## ABOUT THIS TASK
Retype the data below without altering anything.

## LISTED ENTRIES
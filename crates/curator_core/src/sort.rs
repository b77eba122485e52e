use std::fmt;
use std::str::FromStr;

use crate::source::extract_source;
use crate::types::Article;

#[derive(Debug, Clone, Copy, PartialEq, Eq, Default)]
pub enum SortKey {
    #[default]
    Id,
    /// Source label derived from the article link, compared case-insensitively.
    Source,
}

#[derive(Debug, Clone, Copy, PartialEq, Eq, Default)]
pub enum SortDirection {
    Ascending,
    #[default]
    Descending,
}

impl SortDirection {
    pub fn reversed(self) -> Self {
        match self {
            Self::Ascending => Self::Descending,
            Self::Descending => Self::Ascending,
        }
    }
}

/// Defaults to identifier descending, the order the store lists in.
#[derive(Debug, Clone, Copy, PartialEq, Eq, Default)]
pub struct SortOrder {
    pub key: SortKey,
    pub direction: SortDirection,
}

impl SortOrder {
    pub fn new(key: SortKey, direction: SortDirection) -> Self {
        Self { key, direction }
    }
}

/// Returns `articles` ordered for display. The input is left untouched and
/// equal keys keep their input order.
pub fn sort_articles(articles: &[Article], order: SortOrder) -> Vec<&Article> {
    let mut keyed: Vec<(SortValue, &Article)> = articles
        .iter()
        .map(|article| (SortValue::of(article, order.key), article))
        .collect();

    keyed.sort_by(|(a, _), (b, _)| {
        let ordering = a.cmp(b);
        match order.direction {
            SortDirection::Ascending => ordering,
            SortDirection::Descending => ordering.reverse(),
        }
    });

    keyed.into_iter().map(|(_, article)| article).collect()
}

#[derive(PartialEq, Eq, PartialOrd, Ord)]
enum SortValue {
    Id(i64),
    Source(String),
}

impl SortValue {
    fn of(article: &Article, key: SortKey) -> Self {
        match key {
            SortKey::Id => Self::Id(article.id),
            SortKey::Source => Self::Source(extract_source(&article.link).to_lowercase()),
        }
    }
}

impl fmt::Display for SortKey {
    fn fmt(&self, f: &mut fmt::Formatter<'_>) -> fmt::Result {
        match self {
            Self::Id => write!(f, "id"),
            Self::Source => write!(f, "source"),
        }
    }
}

impl FromStr for SortKey {
    type Err = String;

    fn from_str(s: &str) -> std::result::Result<Self, Self::Err> {
        match s.to_ascii_lowercase().as_str() {
            "id" | "index" => Ok(Self::Id),
            "source" => Ok(Self::Source),
            other => Err(format!("Invalid sort key: {} (expected id or source)", other)),
        }
    }
}

impl fmt::Display for SortDirection {
    fn fmt(&self, f: &mut fmt::Formatter<'_>) -> fmt::Result {
        match self {
            Self::Ascending => write!(f, "asc"),
            Self::Descending => write!(f, "desc"),
        }
    }
}

impl FromStr for SortDirection {
    type Err = String;

    fn from_str(s: &str) -> std::result::Result<Self, Self::Err> {
        match s.to_ascii_lowercase().as_str() {
            "asc" | "ascending" => Ok(Self::Ascending),
            "desc" | "descending" => Ok(Self::Descending),
            other => Err(format!("Invalid sort direction: {} (expected asc or desc)", other)),
        }
    }
}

## SOLVED PROBLEM
filename crates/curator_core/src/sort.rs
repository b77eba122485e52e
use std::fmt;
use std::str::FromStr;

use crate::source::extract_source;
use crate::types::Article;

#[derive(Debug, Clone, Copy, PartialEq, Eq, Default)]
pub enum SortKey {
    #[default]
    Id,
    /// Source label derived from the article link, compared case-insensitively.
    Source,
}

#[derive(Debug, Clone, Copy, PartialEq, Eq, Default)]
pub enum SortDirection {
    Ascending,
    #[default]
    Descending,
}

impl SortDirection {
    pub fn reversed(self) -> Self {
        match self {
            Self::Ascending => Self::Descending,
            Self::Descending => Self::Ascending,
        }
    }
}

/// Defaults to identifier descending, the order the store lists in.
#[derive(Debug, Clone, Copy, PartialEq, Eq, Default)]
pub struct SortOrder {
    pub key: SortKey,
    pub direction: SortDirection,
}

impl SortOrder {
    pub fn new(key: SortKey, direction: SortDirection) -> Self {
        Self { key, direction }
    }
}

/// Returns `articles` ordered for display. The input is left untouched and
/// equal keys keep their input order.
pub fn sort_articles(articles: &[Article], order: SortOrder) -> Vec<&Article> {
    let mut keyed: Vec<(SortValue, &Article)> = articles
        .iter()
        .map(|article| (SortValue::of(article, order.key), article))
        .collect();

    keyed.sort_by(|(a, _), (b, _)| {
        let ordering = a.cmp(b);
        match order.direction {
            SortDirection::Ascending => ordering,
            SortDirection::Descending => ordering.reverse(),
        }
    });

    keyed.into_iter().map(|(_, article)| article).collect()
}

#[derive(PartialEq, Eq, PartialOrd, Ord)]
enum SortValue {
    Id(i64),
    Source(String),
}

impl SortValue {
    fn of(article: &Article, key: SortKey) -> Self {
        match key {
            SortKey::Id => Self::Id(article.id),
            SortKey::Source => Self::Source(extract_source(&article.link).to_lowercase()),
        }
    }
}

impl fmt::Display for SortKey {
    fn fmt(&self, f: &mut fmt::Formatter<'_>) -> fmt::Result {
        match self {
            Self::Id => write!(f, "id"),
            Self::Source => write!(f, "source"),
        }
    }
}

impl FromStr for SortKey {
    type Err = String;

    fn from_str(s: &str) -> std::result::Result<Self, Self::Err> {
        match s.to_ascii_lowercase().as_str() {
            "id" | "index" => Ok(Self::Id),
            "source" => Ok(Self::Source),
            other => Err(format!("Invalid sort key: {} (expected id or source)", other)),
        }
    }
}

impl fmt::Display for SortDirection {
    fn fmt(&self, f: &mut fmt::Formatter<'_>) -> fmt::Result {
        match self {
            Self::Ascending => write!(f, "asc"),
            Self::Descending => write!(f, "desc"),
        }
    }
}

impl FromStr for SortDirection {
    type Err = String;

    fn from_str(s: &str) -> std::result::Result<Self, Self::Err> {
        match s.to_ascii_lowercase().as_str() {
            "asc" | "ascending" => Ok(Self::Ascending),
            "desc" | "descending" => Ok(Self::Descending),
            other => Err(format!("Invalid sort direction: {} (expected asc or desc)", other)),
        }
    }
}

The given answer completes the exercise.